(DIRECTIONS FOR THIS TASK)
What lines of the data below hold the string "that"? Copy each one out.

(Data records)

■ ■ ■

use thiserror::Error;

use crate::error::ExpressionError;

/// Represents all ways an assignment line can be rejected.
///
/// No variable is ever written when one of these is returned.
#[derive(Debug, Clone, PartialEq, Eq, Error)]
pub enum AssignmentError {
    /// The line has no `=` at all.
    #[error("Expected \"=\"")]
    MissingEquals,
    /// More than one `=` sign on the line.
    #[error("Only 1 \"=\" sign allowed")]
    MultipleEquals,
    /// No letter to the left of `=`.
    #[error("Missing variable name before \"=\"")]
    MissingName,
    /// The right of `=` is not a valid expression.
    #[error("{0}")]
    Expression(#[from] ExpressionError),
}
use std::{
    io::Write,
    process::{Command, Output, Stdio},
};

use tempfile::NamedTempFile;

fn linecalc(args: &[&str], stdin: &str) -> Output {
    let mut child = Command::new(env!("CARGO_BIN_EXE_linecalc")).args(args)
                                                               .env_remove("RUST_LOG")
                                                               .stdin(Stdio::piped())
                                                               .stdout(Stdio::piped())
                                                               .stderr(Stdio::piped())
                                                               .spawn()
                                                               .expect("Failed to start linecalc");
    child.stdin
         .take()
         .expect("stdin is piped")
         .write_all(stdin.as_bytes())
         .expect("Failed to write stdin");
    child.wait_with_output().expect("Failed to wait for linecalc")
}

fn script(lines: &str) -> NamedTempFile {
    let mut file = NamedTempFile::new().expect("Failed to create temp file");
    file.write_all(lines.as_bytes()).expect("Failed to write script");
    file
}

fn assert_success(args: &[&str], stdin: &str) -> String {
    let output = linecalc(args, stdin);
    let stderr = String::from_utf8_lossy(&output.stderr);
    assert!(output.status.success(), "linecalc {args:?} failed: {stderr}");
    String::from_utf8_lossy(&output.stdout).into_owned()
}

fn assert_failure(args: &[&str], stdin: &str) -> (String, String) {
    let output = linecalc(args, stdin);
    assert_eq!(output.status.code(), Some(1), "linecalc {args:?} was expected to exit with 1");
    (String::from_utf8_lossy(&output.stdout).into_owned(),
     String::from_utf8_lossy(&output.stderr).into_owned())
}

#[test]
fn single_line() {
    assert_eq!(assert_success(&["12+6"], ""), "=18\n");
    assert_eq!(assert_success(&["--", "-(3+4)"], ""), "=1\n");
}

#[test]
fn rejected_single_line_exits_with_failure() {
    let (stdout, stderr) = assert_failure(&["12+++6"], "");
    assert!(stdout.is_empty());
    assert!(stderr.contains("Invalid expression: Too many operators in a row"), "{stderr}");
}

#[test]
fn script_stops_at_exit_command() {
    let file = script("x = 3+4\n2x\nE\n99\n");
    let path = file.path().to_str().expect("utf-8 temp path");
    assert_eq!(assert_success(&["--file", path], ""), "=14\n");
}

#[test]
fn custom_exit_command() {
    let file = script("1+1\nE\nquit\n2+2\n");
    let path = file.path().to_str().expect("utf-8 temp path");
    let (stdout, stderr) = assert_failure(&["--file", path, "--exit-command", "quit"], "");
    assert_eq!(stdout, "=2\n");
    assert!(stderr.contains("Unsupported operation: 'E'"), "{stderr}");
}

#[test]
fn script_keeps_going_after_a_failed_line() {
    let file = script("1+1\n1/0\n2+2\n");
    let path = file.path().to_str().expect("utf-8 temp path");
    let (stdout, stderr) = assert_failure(&["--file", path], "");
    assert_eq!(stdout, "=2\n=4\n");
    assert!(stderr.contains("Division by zero"), "{stderr}");
}

#[test]
fn echo_prints_assignments() {
    let file = script("x = 5\nx*2\n");
    let path = file.path().to_str().expect("utf-8 temp path");
    assert_eq!(assert_success(&["--file", path], ""), "=10\n");
    assert_eq!(assert_success(&["--echo", "--file", path], ""), "x = 5\n=10\n");
}

#[test]
fn missing_script_file() {
    let (_, stderr) = assert_failure(&["--file", "no/such/linecalc/script"], "");
    assert!(stderr.contains("Failed to read the input file"), "{stderr}");
}

#[test]
fn interactive_session_prints_banner_and_stops_at_exit_command() {
    let stdout = assert_success(&[], "y = 2\n1+y\nE\n5+5\n");
    assert!(stdout.contains("Welcome to linecalc! Enter E at any time to exit"), "{stdout}");
    assert!(stdout.contains("=3"), "{stdout}");
    assert!(!stdout.contains("=10"), "{stdout}");
}
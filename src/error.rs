/// Tokenization errors.
///
/// Everything that makes a line of text an invalid expression: operator runs
/// that are too long, trailing operators, unsupported characters and
/// unbalanced parentheses.
pub mod expression_error;
/// Assignment syntax errors.
///
/// Raised while splitting `name = expression` lines. Errors from tokenizing
/// the right-hand side are wrapped here as well.
pub mod assignment_error;
/// Evaluation errors.
///
/// Arithmetic faults such as division by zero, plus the internal consistency
/// faults that a well-formed expression never triggers.
pub mod runtime_error;

pub use assignment_error::AssignmentError;
pub use expression_error::ExpressionError;
pub use runtime_error::RuntimeError;
use thiserror::Error;

/// The error returned at the boundary of a single evaluated line.
///
/// A session never terminates on any of these; the caller reports the message
/// and reads the next line with the variable table unchanged.
#[derive(Debug, Clone, PartialEq, Error)]
pub enum CalcError {
    /// The line is not a valid expression.
    #[error("Invalid expression: {0}")]
    InvalidExpression(#[from] ExpressionError),
    /// The line is not a valid assignment.
    #[error("Invalid assignment: {0}")]
    InvalidAssignment(#[from] AssignmentError),
    /// The expression was valid but could not be computed.
    #[error("{0}")]
    Runtime(#[from] RuntimeError),
}
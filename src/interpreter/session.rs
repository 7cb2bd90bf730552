use std::{
    fmt,
    sync::{Mutex, MutexGuard, PoisonError},
};

use tracing::debug;

use crate::{
    error::CalcError,
    interpreter::{
        assignment::{Assignment, parse_assignment},
        evaluator::core::{Evaluator, MAX_NESTING_DEPTH},
        store::VariableStore,
        tokenizer::tokenize,
    },
};

/// Tunable limits of a session.
#[derive(Debug, Clone, Copy, PartialEq, Eq)]
pub struct SessionConfig {
    /// How many levels of parentheses an expression may nest.
    pub max_depth: usize,
}

impl Default for SessionConfig {
    fn default() -> Self {
        Self { max_depth: MAX_NESTING_DEPTH }
    }
}

/// What a successfully processed line produced.
#[derive(Debug, Clone, Copy, PartialEq)]
pub enum Outcome {
    /// The value of an expression line.
    Value(f64),
    /// An assignment line stored `value` under `name`.
    Assigned {
        /// The assigned variable.
        name:  char,
        /// Its new value.
        value: f64,
    },
}

impl Outcome {
    /// Returns the computed value, whether it was printed or stored.
    #[must_use]
    pub const fn value(&self) -> f64 {
        match self {
            Self::Value(value) | Self::Assigned { value, .. } => *value,
        }
    }
}

impl fmt::Display for Outcome {
    fn fmt(&self, f: &mut fmt::Formatter<'_>) -> fmt::Result {
        match self {
            Self::Value(value) => write!(f, "={value}"),
            Self::Assigned { name, value } => write!(f, "{name} = {value}"),
        }
    }
}

/// A calculator session: one variable table shared by every line.
///
/// Lines containing `=` are assignments and update the table; all other lines
/// are evaluated against it. A failed line leaves the table exactly as it
/// was, so a session can always continue with the next line.
///
/// # Example
/// ```
/// use linecalc::interpreter::session::{Outcome, Session};
///
/// let mut session = Session::new();
///
/// let stored = session.evaluate_line("x = 3+4").unwrap();
/// assert_eq!(stored, Some(Outcome::Assigned { name: 'x', value: 7.0 }));
///
/// let value = session.evaluate_line("x*2").unwrap();
/// assert_eq!(value, Some(Outcome::Value(14.0)));
///
/// assert!(session.evaluate_line("x/0").is_err());
/// assert_eq!(session.store().get('x'), Some(7.0));
/// ```
#[derive(Debug, Clone, Default)]
pub struct Session {
    store:  VariableStore,
    config: SessionConfig,
}

impl Session {
    /// Creates a session with an empty variable table and default limits.
    #[must_use]
    pub fn new() -> Self {
        Self::default()
    }

    /// Creates a session with an empty variable table and the given limits.
    #[must_use]
    pub fn with_config(config: SessionConfig) -> Self {
        Self { store: VariableStore::new(),
               config }
    }

    /// Returns the variable table.
    #[must_use]
    pub const fn store(&self) -> &VariableStore {
        &self.store
    }

    /// Returns the session limits.
    #[must_use]
    pub const fn config(&self) -> SessionConfig {
        self.config
    }

    /// Processes one line of input.
    ///
    /// Blank lines produce `Ok(None)`. A line containing `=` is parsed as an
    /// assignment and the variable is stored only once its value has been
    /// computed. Any other line is tokenized and evaluated.
    ///
    /// # Errors
    /// Returns a [`CalcError`] describing why the line was rejected. The
    /// variable table is not modified in that case.
    pub fn evaluate_line(&mut self, line: &str) -> Result<Option<Outcome>, CalcError> {
        if line.trim().is_empty() {
            return Ok(None);
        }

        let outcome = if line.contains('=') {
            self.assign(line)?
        } else {
            Outcome::Value(self.evaluate(line)?)
        };
        Ok(Some(outcome))
    }

    /// Tokenizes and evaluates an expression line without touching the
    /// variable table.
    ///
    /// # Errors
    /// Returns [`CalcError::InvalidExpression`] if the line does not tokenize
    /// and [`CalcError::Runtime`] if it cannot be computed.
    pub fn evaluate(&self, line: &str) -> Result<f64, CalcError> {
        let expression = tokenize(line, &self.store)?;
        Ok(self.evaluator().evaluate(&expression)?)
    }

    /// Parses and evaluates an assignment line, then stores the result.
    ///
    /// # Errors
    /// Returns [`CalcError::InvalidAssignment`] if the line is not a valid
    /// assignment and [`CalcError::Runtime`] if the right-hand side cannot be
    /// computed. Nothing is stored on error.
    pub fn assign(&mut self, line: &str) -> Result<Outcome, CalcError> {
        let Assignment { name, expression } = parse_assignment(line, &self.store)?;
        let value = self.evaluator().evaluate(&expression)?;

        self.store.set(name, value);
        debug!(%name, value, "committed assignment");
        Ok(Outcome::Assigned { name, value })
    }

    fn evaluator(&self) -> Evaluator<'_> {
        Evaluator::new(&self.store).with_max_depth(self.config.max_depth)
    }
}

/// A [`Session`] that can be shared between threads.
///
/// Each line is processed under a single lock, so tokenizing a line that reads
/// a variable never interleaves with an assignment to it.
///
/// # Example
/// ```
/// use std::{sync::Arc, thread};
///
/// use linecalc::interpreter::session::SharedSession;
///
/// let session = Arc::new(SharedSession::default());
/// session.evaluate_line("n = 1").unwrap();
///
/// let handles: Vec<_> = (0..4).map(|_| {
///                                 let session = Arc::clone(&session);
///                                 thread::spawn(move || session.evaluate_line("n = n+1").unwrap())
///                             })
///                             .collect();
/// for handle in handles {
///     handle.join().unwrap();
/// }
///
/// assert_eq!(session.get('n'), Some(5.0));
/// ```
#[derive(Debug, Default)]
pub struct SharedSession {
    inner: Mutex<Session>,
}

impl SharedSession {
    /// Wraps an existing session.
    #[must_use]
    pub const fn new(session: Session) -> Self {
        Self { inner: Mutex::new(session) }
    }

    /// Processes one line of input while holding the session lock.
    ///
    /// # Errors
    /// See [`Session::evaluate_line`].
    pub fn evaluate_line(&self, line: &str) -> Result<Option<Outcome>, CalcError> {
        self.lock().evaluate_line(line)
    }

    /// Returns the current value of a variable.
    #[must_use]
    pub fn get(&self, name: char) -> Option<f64> {
        self.lock().store().get(name)
    }

    /// Consumes the wrapper and returns the session.
    #[must_use]
    pub fn into_inner(self) -> Session {
        self.inner.into_inner().unwrap_or_else(PoisonError::into_inner)
    }

    // The table is only written after a line fully succeeds, so a poisoned
    // lock still guards a consistent session.
    fn lock(&self) -> MutexGuard<'_, Session> {
        self.inner.lock().unwrap_or_else(PoisonError::into_inner)
    }
}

■ ■ ■

(RESULT OF THE EXERCISE)
/// Everything that makes a line of text an invalid expression: operator runs
/// that are too long, trailing operators, unsupported characters and
/// faults that a well-formed expression never triggers.
    /// variable table is not modified in that case.
/// A [`Session`] that can be shared between threads.
/// Each line is processed under a single lock, so tokenizing a line that reads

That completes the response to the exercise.